The settlement with the New York State Department of Financial Services (DFS), announced on Wednesday, will also require Coinbase to invest US$50 million to bolster its compliance programme, which is supposed to prevent drug traffickers, sellers of child pornography and other potential lawbreakers from opening accounts with the exchange.

It is the latest hit to the once-high-flying global cryptocurrency trading business. Several cryptocurrency firms filed for bankruptcy in 2022, most notably FTX, which was the world’s second-largest crypto exchange before it collapsed in November. Sam Bankman-Fried, the founder, and other top FTX executives now face federal criminal charges.

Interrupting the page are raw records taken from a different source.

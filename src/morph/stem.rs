//! Stem computation.
//!
//! The stem of a lemma is the longest prefix shared by the lemma and all of
//! its recorded surface forms, compared τόνος-less and lowercased. When the
//! evidence is too thin (a prefix shorter than 4 characters, or fewer than 2
//! recorded forms) the shared prefix is unreliable and the stem falls back
//! to suffix-stripping the normalized lemma instead.

use crate::morph::normalize::strip_tonos;

/// Compute the stem for a lemma and its recorded surface forms.
///
/// `lemma_suffixes` is the fallback ending list, tried in declaration order
/// with the first match stripped; when none matches the normalized lemma is
/// returned unchanged.
pub fn compute_stem<S: AsRef<str>>(lemma: &str, forms: &[S], lemma_suffixes: &[String]) -> String {
    let lemma_normalized = strip_tonos(lemma);

    let mut stem = lemma_normalized.clone();
    for form in forms {
        let form_normalized = strip_tonos(form.as_ref());
        let shared = common_prefix(&stem, &form_normalized);
        stem.truncate(shared);
    }

    if stem.chars().count() < 4 || forms.len() < 2 {
        for suffix in lemma_suffixes {
            if let Some(stripped) = lemma_normalized.strip_suffix(suffix.as_str()) {
                return stripped.to_string();
            }
        }
        return lemma_normalized;
    }

    stem
}

/// Byte length of the longest common prefix of two strings, on char
/// boundaries.
fn common_prefix(a: &str, b: &str) -> usize {
    let mut end = 0;
    for (ca, cb) in a.chars().zip(b.chars()) {
        if ca != cb {
            break;
        }
        end += ca.len_utf8();
    }
    end
}

#[cfg(test)]
mod tests {
    use super::*;
    use crate::morph::classes::MorphClasses;

    fn suffixes() -> Vec<String> {
        MorphClasses::modern_greek().lemma_suffixes().to_vec()
    }

    #[test]
    fn test_common_prefix_of_forms() {
        // Three forms sharing a 4+ character normalized prefix: the prefix
        // is the stem, accents notwithstanding.
        let stem = compute_stem("άνθρωπος", &["άνθρωπος", "ανθρώπου", "ανθρώπους"], &suffixes());
        assert_eq!(stem, "ανθρωπο");
    }

    #[test]
    fn test_short_prefix_falls_back_to_suffix_strip() {
        // καλός/καλή/καλό share only καλ (3 chars): too short, so the
        // fallback strips -ος from the normalized lemma instead.
        let stem = compute_stem("καλός", &["καλός", "καλή", "καλό"], &suffixes());
        assert_eq!(stem, "καλ");
    }

    #[test]
    fn test_single_form_falls_back_to_suffix_strip() {
        let stem = compute_stem("γράφω", &["γράφει"], &suffixes());
        assert_eq!(stem, "γραφ");
    }

    #[test]
    fn test_suffix_order_first_match_wins() {
        // ηττώμαι: ωμαι is declared before ομαι and matches first.
        let stem = compute_stem("ηττώμαι", &["ηττήθηκε"], &suffixes());
        assert_eq!(stem, "ηττ");
    }

    #[test]
    fn test_no_suffix_match_keeps_normalized_lemma() {
        let stem = compute_stem("πρέπει", &["πρέπει"], &suffixes());
        assert_eq!(stem, "πρεπει");
    }

    #[test]
    fn test_prefix_wins_over_suffix_strip_when_long_enough() {
        let stem = compute_stem("πρόβλημα", &["πρόβλημα", "προβλήματα"], &suffixes());
        assert_eq!(stem, "προβλημα");
    }
}
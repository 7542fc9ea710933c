//! Output formatting for CLI commands.

use serde::{Deserialize, Serialize};

use crate::cli::args::{LexikoArgs, OutputFormat};
use crate::error::Result;

/// Result structure for corpus normalization.
#[derive(Debug, Serialize, Deserialize)]
pub struct NormalizeResult {
    pub path: String,
    pub lines_read: usize,
    pub records_kept: usize,
}

/// Result structure for inflection table construction.
#[derive(Debug, Serialize, Deserialize)]
pub struct InflectionsResult {
    pub path: String,
    pub entries: usize,
}

/// Result structure for lexicon derivation.
#[derive(Debug, Serialize, Deserialize)]
pub struct LexiconResult {
    pub path: String,
    pub rows: usize,
}

/// Result structure for lexc splicing.
#[derive(Debug, Serialize, Deserialize)]
pub struct LexcExpandResult {
    pub path: String,
    pub category: String,
    pub entries_added: usize,
}

/// Print a command result in the requested format.
pub fn output_result<T: Serialize>(message: &str, data: &T, args: &LexikoArgs) -> Result<()> {
    match args.output_format {
        OutputFormat::Human => {
            if args.verbosity() > 0 {
                println!("{message}");
            }
        }
        OutputFormat::Json => {
            let json = if args.pretty {
                serde_json::to_string_pretty(data)?
            } else {
                serde_json::to_string(data)?
            };
            println!("{json}");
        }
    }
    Ok(())
}
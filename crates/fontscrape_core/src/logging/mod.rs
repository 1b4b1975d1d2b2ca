//! Logging setup.
//!
//! The core logs through `tracing`: `debug` per matched font, `warn` per
//! requirement that could not be resolved, `info` per processed document.
//! Binaries install a subscriber once at startup with [`init_tracing`].

use std::sync::Once;

use serde::{Deserialize, Serialize};
use tracing_subscriber::{fmt, prelude::*, EnvFilter};

/// Log level for filtering messages.
#[derive(Debug, Clone, Copy, PartialEq, Eq, PartialOrd, Ord, Default, Serialize, Deserialize)]
#[serde(rename_all = "lowercase")]
pub enum LogLevel {
    /// Trace-level debugging (very verbose).
    Trace,
    /// Debug information.
    Debug,
    /// General information.
    #[default]
    Info,
    /// Warnings.
    Warn,
    /// Errors.
    Error,
}

impl LogLevel {
    /// The next more verbose level (saturating at trace).
    pub fn more_verbose(self) -> Self {
        match self {
            LogLevel::Error => LogLevel::Warn,
            LogLevel::Warn => LogLevel::Info,
            LogLevel::Info => LogLevel::Debug,
            LogLevel::Debug | LogLevel::Trace => LogLevel::Trace,
        }
    }
}

/// Initialize global tracing subscriber for application-wide logging.
///
/// This sets up a subscriber that:
/// - Respects RUST_LOG environment variable
/// - Falls back to the provided default level
/// - Outputs to stderr
///
/// Later calls are no-ops.
pub fn init_tracing(default_level: LogLevel) {
    static INIT: Once = Once::new();
    INIT.call_once(|| {
        let filter = EnvFilter::try_from_default_env()
            .unwrap_or_else(|_| EnvFilter::new(level_to_filter_str(default_level)));

        tracing_subscriber::registry()
            .with(
                fmt::layer()
                    .with_target(false)
                    .without_time()
                    .with_writer(std::io::stderr),
            )
            .with(filter)
            .init();
    });
}

/// Initialize tracing for tests (only logs warnings and above).
#[cfg(test)]
pub fn init_test_tracing() {
    let _ = tracing_subscriber::fmt()
        .with_env_filter("warn")
        .with_test_writer()
        .try_init();
}

/// Convert LogLevel to filter string.
fn level_to_filter_str(level: LogLevel) -> &'static str {
    match level {
        LogLevel::Trace => "trace",
        LogLevel::Debug => "debug",
        LogLevel::Info => "info",
        LogLevel::Warn => "warn",
        LogLevel::Error => "error",
    }
}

The compliance problems at Coinbase were first detected during a routine examination in 2020, after the exchange secured a licence to operate in New York in 2017, regulators said. They found problems with the exchange’s anti-money laundering controls going as far back as 2018.

Coinbase initially agreed to hire an independent consultant to help overhaul its day-to-day operations so that they met requirements set by anti-money laundering laws to know the identities of customers and monitor their behaviour for suspicious activity.

But that did not fix the company’s problems and regulators opened a formal investigation in 2021. The exchange had fallen behind on two key operations: digging deeper into the backgrounds of customers whose identities seemed murky at first glance and following up on the suspicious-activity alerts that its internal monitoring system generated.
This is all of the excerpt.